J-A35007-15
NON-PRECEDENTIAL DECISION - SEE SUPERIOR COURT I.O.P. 65.37
LORI JUNE BEAVER, RICHARD AND IN THE SUPERIOR COURT OF
PEARL CHERRY, KAREN FEDUS AND PENNSYLVANIA
DANIEL CHERRY,
Appellants
v.
RICHARD A CHERRY, JR.,
Appellee No. 1171 WDA 2014
Appeal from the Order Entered June 18, 2014
In the Court of Common Pleas of Elk County
Orphans' Court at No(s): 11 of 2012
BEFORE: BENDER, P.J.E., SHOGAN, J., and MUSMANNO, J.

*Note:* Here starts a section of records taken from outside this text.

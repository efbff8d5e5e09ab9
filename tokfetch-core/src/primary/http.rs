use std::collections::BTreeMap;

use async_trait::async_trait;
use reqwest::Client;
use url::form_urlencoded;

use crate::config::PrimarySection;

use super::{SourceError, StructuredResponse, StructuredSource};

/// Structured source reached over HTTP, one endpoint template per version hint.
#[derive(Debug, Clone)]
pub struct HttpStructuredSource {
    client: Client,
    endpoints: BTreeMap<String, String>,
}

impl HttpStructuredSource {
    pub fn new(config: &PrimarySection) -> Result<Self, SourceError> {
        let client = Client::builder()
            .user_agent(config.user_agent.clone())
            .timeout(config.request_timeout())
            .build()?;
        Ok(Self {
            client,
            endpoints: config.endpoints.clone(),
        })
    }

    pub fn endpoint_for(&self, page_url: &str, version: &str) -> Result<String, SourceError> {
        let template = self
            .endpoints
            .get(version)
            .ok_or_else(|| SourceError::UnknownVersion(version.to_string()))?;
        let encoded: String = form_urlencoded::byte_serialize(page_url.as_bytes()).collect();
        let endpoint = template.replace("{url}", &encoded);
        url::Url::parse(&endpoint).map_err(|err| SourceError::Endpoint(format!("{endpoint}: {err}")))?;
        Ok(endpoint)
    }
}

#[async_trait]
impl StructuredSource for HttpStructuredSource {
    async fn fetch(
        &self,
        page_url: &str,
        version: &str,
    ) -> Result<StructuredResponse, SourceError> {
        let endpoint = self.endpoint_for(page_url, version)?;
        let response = self.client.get(&endpoint).send().await?;
        let status = response.status();
        if !status.is_success() {
            return Err(SourceError::Status(status.as_u16()));
        }
        Ok(response.json::<StructuredResponse>().await?)
    }
}
//! Asset discovery
//!
//! This module turns a parsed document into the deduplicated list of download
//! jobs, without any network I/O:
//! - `<link>` stylesheets, preloads, manifests and icons
//! - `<script src>` (inline scripts are returned as text for transformation)
//! - `<img>` sources, `srcset` candidates and social-media `<meta>` images
//! - `background-image` in inline `style` attributes
//! - fonts referenced from inline `<style>` blocks and downloaded stylesheets

mod document;
mod stylesheet;

pub use document::{parse_srcset, scan_document, Discovery};
pub use stylesheet::{css_url_references, is_font_url, scan_stylesheet_fonts, FONT_EXTENSIONS};

use crate::engine::{AssetKind, Job};
use std::collections::HashMap;
use url::Url;

/// Ordered job list deduplicated by canonical URL
///
/// Adding a URL a second time merges the origin into the existing job.
#[derive(Debug, Default)]
pub struct JobSet {
    jobs: Vec<Job>,
    index: HashMap<String, usize>,
}

impl JobSet {
    pub fn new() -> Self {
        Self::default()
    }

    /// Adds a reference
    ///
    /// # Returns
    ///
    /// `true` when `url` was not in the set yet
    pub fn add(&mut self, url: Url, kind: AssetKind, origin: &str, base: &Url) -> bool {
        if let Some(&i) = self.index.get(url.as_str()) {
            self.jobs[i].add_origin(origin);
            return false;
        }

        self.index.insert(url.to_string(), self.jobs.len());
        self.jobs
            .push(Job::new(url, kind, origin, base.clone()));
        true
    }

    /// Adds another origin string to a URL already in the set
    pub fn add_origin(&mut self, url: &Url, origin: &str) {
        if let Some(&i) = self.index.get(url.as_str()) {
            self.jobs[i].add_origin(origin);
        }
    }

    pub fn len(&self) -> usize {
        self.jobs.len()
    }

    pub fn is_empty(&self) -> bool {
        self.jobs.is_empty()
    }

    pub fn into_jobs(self) -> Vec<Job> {
        self.jobs
    }
}
//! Two-tier job queue shared by the worker pool
//!
//! This module handles:
//! - A priority heap (critical before deferred, FIFO inside a tier)
//! - Back-pressure for external submissions
//! - Counting outstanding jobs so workers know when the work tree is drained
//! - Waking idle workers without polling

use crate::engine::job::{Job, Tier};
use std::cmp::Ordering;
use std::collections::BinaryHeap;
use std::sync::{Mutex, MutexGuard, PoisonError};
use tokio::sync::Notify;

/// A job waiting in the heap
#[derive(Debug)]
struct QueuedJob {
    tier: Tier,
    /// Insertion order, used to keep FIFO order inside a tier
    seq: u64,
    job: Job,
}

// Higher tier first, then lower sequence number first
impl Ord for QueuedJob {
    fn cmp(&self, other: &Self) -> Ordering {
        self.tier
            .cmp(&other.tier)
            .then_with(|| other.seq.cmp(&self.seq))
    }
}

impl PartialOrd for QueuedJob {
    fn partial_cmp(&self, other: &Self) -> Option<Ordering> {
        Some(self.cmp(other))
    }
}

impl PartialEq for QueuedJob {
    fn eq(&self, other: &Self) -> bool {
        self.tier == other.tier && self.seq == other.seq
    }
}

impl Eq for QueuedJob {}

#[derive(Debug, Default)]
struct QueueState {
    heap: BinaryHeap<QueuedJob>,
    next_seq: u64,
    closed: bool,
    /// Accepted jobs that have not been finalized yet
    outstanding: usize,
}

/// Job queue guarded by a mutex with a [`Notify`] as the wake-up primitive
#[derive(Debug)]
pub(crate) struct JobQueue {
    state: Mutex<QueueState>,
    changed: Notify,
    capacity: usize,
}

impl JobQueue {
    pub fn new(capacity: usize) -> Self {
        Self {
            state: Mutex::new(QueueState::default()),
            changed: Notify::new(),
            capacity: capacity.max(1),
        }
    }

    fn lock(&self) -> MutexGuard<'_, QueueState> {
        self.state.lock().unwrap_or_else(PoisonError::into_inner)
    }

    /// Counts a new external job; fails once the queue is closed
    pub fn try_begin(&self) -> bool {
        let mut state = self.lock();
        if state.closed {
            return false;
        }
        state.outstanding += 1;
        true
    }

    /// Counts a job submitted from inside the work tree
    ///
    /// Always succeeds: the parent job is still outstanding, so the pool
    /// cannot have drained yet.
    pub fn begin(&self) {
        self.lock().outstanding += 1;
    }

    /// Marks one outstanding job as finalized
    pub fn finish(&self) {
        {
            let mut state = self.lock();
            state.outstanding = state.outstanding.saturating_sub(1);
        }
        self.changed.notify_waiters();
    }

    /// Pushes a job, waiting while the heap is at capacity
    pub async fn push_bounded(&self, job: Job) {
        let mut job = Some(job);
        loop {
            let notified = self.changed.notified();
            tokio::pin!(notified);
            notified.as_mut().enable();

            {
                let mut state = self.lock();
                if state.heap.len() < self.capacity {
                    if let Some(job) = job.take() {
                        Self::insert(&mut state, job);
                    }
                    drop(state);
                    self.changed.notify_waiters();
                    return;
                }
            }

            notified.await;
        }
    }

    /// Pushes a job regardless of capacity
    ///
    /// Used for secondary jobs and retries, which are produced by workers:
    /// blocking them on capacity could deadlock the pool.
    pub fn push(&self, job: Job) {
        {
            let mut state = self.lock();
            Self::insert(&mut state, job);
        }
        self.changed.notify_waiters();
    }

    fn insert(state: &mut QueueState, job: Job) {
        let seq = state.next_seq;
        state.next_seq += 1;
        state.heap.push(QueuedJob {
            tier: job.tier(),
            seq,
            job,
        });
    }

    /// Takes the highest-priority job
    ///
    /// Waits while the heap is empty. Returns `None` once the queue is closed
    /// and no job is outstanding, which is the pool's fixed point.
    pub async fn pop(&self) -> Option<Job> {
        loop {
            let notified = self.changed.notified();
            tokio::pin!(notified);
            notified.as_mut().enable();

            {
                let mut state = self.lock();
                if let Some(queued) = state.heap.pop() {
                    drop(state);
                    self.changed.notify_waiters();
                    return Some(queued.job);
                }
                if state.closed && state.outstanding == 0 {
                    return None;
                }
            }

            notified.await;
        }
    }

    pub fn close(&self) {
        self.lock().closed = true;
        self.changed.notify_waiters();
    }

    #[cfg(test)]
    pub fn len(&self) -> usize {
        self.lock().heap.len()
    }

    #[cfg(test)]
    pub fn outstanding(&self) -> usize {
        self.lock().outstanding
    }
}

#[cfg(test)]
mod tests {
    use super::*;
    use crate::engine::job::AssetKind;
    use std::sync::Arc;
    use std::time::Duration;
    use url::Url;

    fn job(path: &str, kind: AssetKind) -> Job {
        let base = Url::parse("https://example.com/").unwrap();
        let url = base.join(path).unwrap();
        Job::new(url, kind, path, base)
    }

    #[tokio::test]
    async fn test_critical_before_deferred_fifo_within_tier() {
        let queue = JobQueue::new(16);
        queue.push(job("a.jpg", AssetKind::Image));
        queue.push(job("b.css", AssetKind::Style));
        queue.push(job("c.woff2", AssetKind::Font));
        queue.push(job("d.js", AssetKind::Script));

        let order: Vec<String> = [
            queue.pop().await.unwrap(),
            queue.pop().await.unwrap(),
            queue.pop().await.unwrap(),
            queue.pop().await.unwrap(),
        ]
        .iter()
        .map(|j| j.origins[0].clone())
        .collect();

        assert_eq!(order, vec!["b.css", "d.js", "a.jpg", "c.woff2"]);
    }

    #[tokio::test]
    async fn test_pop_returns_none_at_fixed_point() {
        let queue = JobQueue::new(4);
        assert!(queue.try_begin());
        queue.push(job("a.css", AssetKind::Style));
        queue.close();

        assert!(queue.pop().await.is_some());
        assert_eq!(queue.outstanding(), 1);
        queue.finish();

        assert!(queue.pop().await.is_none());
        assert!(!queue.try_begin());
    }

    #[tokio::test]
    async fn test_pop_waits_for_outstanding_work() {
        let queue = Arc::new(JobQueue::new(4));
        assert!(queue.try_begin());
        queue.close();

        let waiter = {
            let queue = queue.clone();
            tokio::spawn(async move { queue.pop().await })
        };

        tokio::time::sleep(Duration::from_millis(20)).await;
        assert!(!waiter.is_finished());

        // A secondary job arrives before the parent finishes
        queue.begin();
        queue.push(job("font.woff2", AssetKind::Font));
        queue.finish();

        let popped = waiter.await.unwrap();
        assert!(popped.is_some());
    }

    #[tokio::test]
    async fn test_bounded_push_waits_for_space() {
        let queue = Arc::new(JobQueue::new(1));
        queue.push_bounded(job("a.css", AssetKind::Style)).await;

        let pusher = {
            let queue = queue.clone();
            tokio::spawn(async move { queue.push_bounded(job("b.css", AssetKind::Style)).await })
        };

        tokio::time::sleep(Duration::from_millis(20)).await;
        assert!(!pusher.is_finished());
        assert_eq!(queue.len(), 1);

        queue.pop().await.unwrap();
        pusher.await.unwrap();
        assert_eq!(queue.len(), 1);
    }
}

MEMORANDUM BY BENDER, P.J.E.: FILED FEBRUARY 18, 2016
Lori June Beaver, Richard and Pearl Cherry, Karen Fedus, and Daniel
Cherry appeal from the order entered June 18, 2014, dismissing with
prejudice their objections to the account of Richard A. Cherry, Jr. We quash.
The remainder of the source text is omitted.